I could never quite place how Joe Buck would fare with his own TV show. Known for dry baseball and football play-by-play on FOX — and we're talkin' dry dry, even for Aaron Sorkin — he has the ability to turn any exciting sports event into your great aunt's scrapbook.

Nonetheless, Buck is crossing over into HBO territory with Joe Buck Live, and his premiere show featured interviews with the king of off-season NFL melodrama, Brett Favre, and his inevitable incumbent, Chad Ochocinco. But ... interviews with athletes? Everybody does this. Joe Buck does this. The hook on this show is he wants to be in the center of some comedy.

His only experience with this, that I know of, are those amusing Holiday Inn commercials, where the guys in the elevator want to touch his golden throat. And you're not going to believe this, but Buck played the straight man.
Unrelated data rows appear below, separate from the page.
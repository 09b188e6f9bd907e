use std::io::Write as _;
use std::path::{Path, PathBuf};
use std::sync::{Arc, RwLock};

use anyhow::Context as _;
use clap::{Parser, Subcommand};
use tokio_stream::StreamExt;
use tokio_util::sync::CancellationToken;

use llm_desk_agent::{AgentSettings, TaskAgent};
use llm_desk_core::config::Config;
use llm_desk_core::conversation::{ConversationSink, NewMessage};
use llm_desk_core::conversation_store::JsonlConversationStore;
use llm_desk_core::markdown::conversation_to_markdown;
use llm_desk_core::task::{TaskStatus, TaskStore};
use llm_desk_core::task_store::JsonTaskStore;
use llm_desk_core::types::{ChatMessage, ChatRole};
use llm_desk_providers::probe::ProbeReport;
use llm_desk_providers::{ChatProvider, ProviderRouter, Vendor};

mod logging;

#[derive(Parser)]
#[command(
    name = "llm-desk",
    about = "Chat with several LLM vendors and run a background task agent",
    version
)]
struct Cli {
    #[command(subcommand)]
    command: Commands,

    /// Config file path
    #[arg(short, long, global = true)]
    config: Option<String>,

    /// Enable verbose logging
    #[arg(short, long, global = true)]
    verbose: bool,
}

#[derive(Subcommand)]
enum Commands {
    /// Send one message and stream the reply
    Chat {
        /// Message to send
        #[arg(short, long)]
        message: String,

        /// Conversation to continue (default: most recent)
        #[arg(long)]
        conversation: Option<String>,
    },

    /// Task queue management
    Task {
        #[command(subcommand)]
        action: TaskAction,
    },

    /// Run the background agent until Ctrl-C
    Agent {
        /// Conversation receiving task results
        #[arg(long)]
        conversation: Option<String>,

        /// Model to use
        #[arg(long)]
        model: Option<String>,
    },

    /// Conversation management
    Conversations {
        #[command(subcommand)]
        action: ConversationAction,
    },

    /// Provider checks
    Providers {
        #[command(subcommand)]
        action: ProviderAction,
    },

    /// Configuration management
    Config {
        #[command(subcommand)]
        action: ConfigAction,
    },
}

#[derive(Subcommand)]
enum TaskAction {
    /// Queue a task
    Add { content: String },
    /// List tasks
    List {
        /// Only tasks with this status
        #[arg(long)]
        status: Option<TaskStatus>,
    },
    /// Remove a task
    Remove { id: u64 },
}

#[derive(Subcommand)]
enum ConversationAction {
    /// List conversations
    List,
    /// Create a conversation
    New { title: Option<String> },
    /// Print a conversation's messages
    Show { id: String },
    /// Export a conversation as Markdown
    Export {
        id: String,
        /// Output file (default: stdout)
        #[arg(long)]
        out: Option<PathBuf>,
    },
    /// Copy a conversation up to a message into a new one
    Branch {
        id: String,
        /// Last message id to keep
        #[arg(long)]
        at: Option<u64>,
    },
    /// Delete a conversation
    Delete { id: String },
}

#[derive(Subcommand)]
enum ProviderAction {
    /// Send a test request to the default provider
    Test,
    /// List models offered by the default provider
    Models,
}

#[derive(Subcommand)]
enum ConfigAction {
    /// Show current configuration
    Show,
    /// Get a specific config value
    Get { key: String },
    /// Set a config value
    Set { key: String, value: String },
    /// Check the configuration for problems
    Validate,
}

#[tokio::main]
async fn main() -> anyhow::Result<()> {
    let cli = Cli::parse();

    let config_path = cli
        .config
        .map(PathBuf::from)
        .unwrap_or_else(Config::default_path);
    let config = Config::load(&config_path)
        .with_context(|| format!("loading {}", config_path.display()))?;

    logging::init(config.logging.as_ref(), cli.verbose);

    let data_dir = config.storage_dir();
    tracing::debug!(config = %config_path.display(), data = %data_dir.display(), "Starting llm-desk");

    match cli.command {
        Commands::Chat {
            message,
            conversation,
        } => chat(&config, &data_dir, message, conversation).await?,
        Commands::Task { action } => task(&data_dir, action).await?,
        Commands::Agent {
            conversation,
            model,
        } => agent(config, &data_dir, conversation, model).await?,
        Commands::Conversations { action } => conversations(&data_dir, action).await?,
        Commands::Providers { action } => providers(&config, action).await?,
        Commands::Config { action } => config_command(config, &config_path, action)?,
    }

    Ok(())
}

async fn chat(
    config: &Config,
    data_dir: &Path,
    message: String,
    conversation: Option<String>,
) -> anyhow::Result<()> {
    let chat_config = config.chat_config()?;
    let store = JsonlConversationStore::new(data_dir.to_path_buf());
    let conversation_id = match conversation {
        Some(id) => id,
        None => store.latest_or_create().await?.id,
    };

    store
        .append(NewMessage::new(conversation_id.as_str(), ChatRole::User, message))
        .await?;
    let history: Vec<ChatMessage> = store
        .messages(&conversation_id)
        .await?
        .iter()
        .map(|m| m.to_chat())
        .collect();

    let cancel = CancellationToken::new();
    let on_ctrl_c = cancel.clone();
    tokio::spawn(async move {
        if tokio::signal::ctrl_c().await.is_ok() {
            on_ctrl_c.cancel();
        }
    });

    let router = ProviderRouter::new();
    let mut stream = router.stream_chat(&chat_config, &history, cancel.clone()).await?;

    let mut reply = String::new();
    let mut stdout = std::io::stdout();
    while let Some(delta) = stream.next().await {
        let delta = delta?;
        print!("{delta}");
        stdout.flush()?;
        reply.push_str(&delta);
    }
    println!();

    if cancel.is_cancelled() {
        tracing::info!("Reply interrupted");
    }
    if !reply.is_empty() {
        let mut assistant = NewMessage::new(conversation_id.as_str(), ChatRole::Assistant, reply);
        assistant.model = Some(chat_config.model.clone());
        store.append(assistant).await?;
    }
    Ok(())
}

async fn task(data_dir: &Path, action: TaskAction) -> anyhow::Result<()> {
    let store = JsonTaskStore::new(data_dir.to_path_buf());
    match action {
        TaskAction::Add { content } => {
            let id = store.enqueue(&content).await?;
            println!("Queued task {id}");
        }
        TaskAction::List { status } => {
            let tasks = store.list(status).await?;
            if tasks.is_empty() {
                println!("No tasks.");
            }
            for t in tasks {
                println!(
                    "{:>4}  {:<10}  {}  {}",
                    t.id,
                    t.status.as_str(),
                    t.created_at.format("%Y-%m-%d %H:%M:%S"),
                    t.content
                );
                if let Some(result) = t.result {
                    println!("      -> {result}");
                }
            }
        }
        TaskAction::Remove { id } => {
            store.remove(id).await?;
            println!("Removed task {id}");
        }
    }
    Ok(())
}

async fn agent(
    config: Config,
    data_dir: &Path,
    conversation: Option<String>,
    model: Option<String>,
) -> anyhow::Result<()> {
    let api_key = config.active_api_key().with_context(|| {
        format!(
            "no API key configured for provider '{}'",
            config.default_provider
        )
    })?;
    let model = model.unwrap_or_else(|| config.model.clone());

    let tasks = Arc::new(JsonTaskStore::new(data_dir.to_path_buf()));
    let conversations = Arc::new(JsonlConversationStore::new(data_dir.to_path_buf()));

    let recovered = tasks.recover_interrupted().await?;
    if recovered > 0 {
        println!("Re-queued {recovered} interrupted task(s)");
    }

    let conversation_id = match conversation.or_else(|| config.agent().conversation_id) {
        Some(id) => id,
        None => conversations.latest_or_create().await?.id,
    };

    let settings = AgentSettings::from_config(&config);
    let agent = TaskAgent::new(
        tasks,
        conversations,
        Arc::new(ProviderRouter::new()),
        Arc::new(RwLock::new(config)),
        settings,
    );

    agent.start(&api_key, &model, &conversation_id)?;
    println!("Agent running (model {model}, conversation {conversation_id}). Press Ctrl-C to stop.");

    tokio::signal::ctrl_c().await?;
    agent.stop().await;
    println!("Agent stopped");
    Ok(())
}

async fn conversations(data_dir: &Path, action: ConversationAction) -> anyhow::Result<()> {
    let store = JsonlConversationStore::new(data_dir.to_path_buf());
    match action {
        ConversationAction::List => {
            let list = store.list().await?;
            if list.is_empty() {
                println!("No conversations.");
            }
            for c in list {
                println!(
                    "{}  {}  {}",
                    c.id,
                    c.updated_at.format("%Y-%m-%d %H:%M:%S"),
                    c.title.as_deref().unwrap_or("(untitled)")
                );
            }
        }
        ConversationAction::New { title } => {
            let id = store.create(title.as_deref()).await?;
            println!("{id}");
        }
        ConversationAction::Show { id } => {
            let conversation = store
                .get(&id)
                .await?
                .with_context(|| format!("conversation {id} not found"))?;
            println!("# {}", conversation.title.as_deref().unwrap_or("(untitled)"));
            for m in store.messages(&id).await? {
                println!("\n[{}] {}:\n{}", m.id, m.role, m.content);
            }
        }
        ConversationAction::Export { id, out } => {
            let markdown = conversation_to_markdown(&store.messages(&id).await?);
            match out {
                Some(path) => {
                    std::fs::write(&path, markdown)?;
                    println!("Exported to {}", path.display());
                }
                None => print!("{markdown}"),
            }
        }
        ConversationAction::Branch { id, at } => {
            let branch = store.branch(&id, at).await?;
            println!("{branch}");
        }
        ConversationAction::Delete { id } => {
            store.delete(&id).await?;
            println!("Deleted conversation {id}");
        }
    }
    Ok(())
}

async fn providers(config: &Config, action: ProviderAction) -> anyhow::Result<()> {
    let router = ProviderRouter::new();
    let vendor: Vendor = config.default_provider.parse()?;
    match action {
        ProviderAction::Test => {
            let report = match config.active_api_key() {
                Some(_) => router.probe(&config.chat_config()?).await,
                None => ProbeReport::no_key(),
            };
            match (report.ok, report.latency_ms, report.error) {
                (true, Some(ms), _) => println!("{}: ok ({ms} ms)", vendor.display_name()),
                (true, None, _) => println!("{}: ok", vendor.display_name()),
                (false, _, err) => println!(
                    "{}: failed: {}",
                    vendor.display_name(),
                    err.unwrap_or_else(|| "unknown error".into())
                ),
            }
        }
        ProviderAction::Models => {
            for model in router.list_models(vendor, &config.chat_config()?).await? {
                println!("{model}");
            }
        }
    }
    Ok(())
}

fn config_command(mut config: Config, path: &Path, action: ConfigAction) -> anyhow::Result<()> {
    match action {
        ConfigAction::Show => {
            let json = serde_json::to_string_pretty(&config)?;
            println!("{json}");
        }
        ConfigAction::Get { key } => match config.get_path(&key) {
            Some(value) => println!("{}", serde_json::to_string_pretty(&value)?),
            None => anyhow::bail!("no config value at '{key}'"),
        },
        ConfigAction::Set { key, value } => {
            // Accept JSON literals, fall back to a plain string.
            let parsed = serde_json::from_str(&value)
                .unwrap_or_else(|_| serde_json::Value::String(value.clone()));
            config.set_path(&key, parsed)?;
            config.save(path)?;
            println!("Set {key} in {}", path.display());
        }
        ConfigAction::Validate => {
            let (warnings, errors) = config.validate();
            for w in &warnings {
                println!("warning: {w}");
            }
            for e in &errors {
                println!("error: {e}");
            }
            if !errors.is_empty() {
                anyhow::bail!("configuration has {} error(s)", errors.len());
            }
            if warnings.is_empty() {
                println!("Configuration OK");
            }
        }
    }
    Ok(())
}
Fast forward to the end of Joe Buck Live, where he brings in three celebrities: actor Paul Rudd, Saturday Night Live's Jason Sudeikis, and verbal trainwreck Artie Lange. Rudd was present, not to pitch a movie (I Love You Man is already off the cinematic radar), but because he's Joe Buck's friend and Joe Buck goes to Paul Rudd when he wants to get a project off the ground. Sudeikis was there because, apparently, they had extra furniture on the set. And Lange, one of Howard Stern's foils, was there perhaps for his opening line.

Calling Joe Buck and Tony Romo gay so quickly is quite a feat. Of course, it's HBO, so nobody can really get offended ... except Joe Buck, of course. But Tommy Craggs had a fantastic point. You booked Artie freakin' Lange. What the hell were you expecting?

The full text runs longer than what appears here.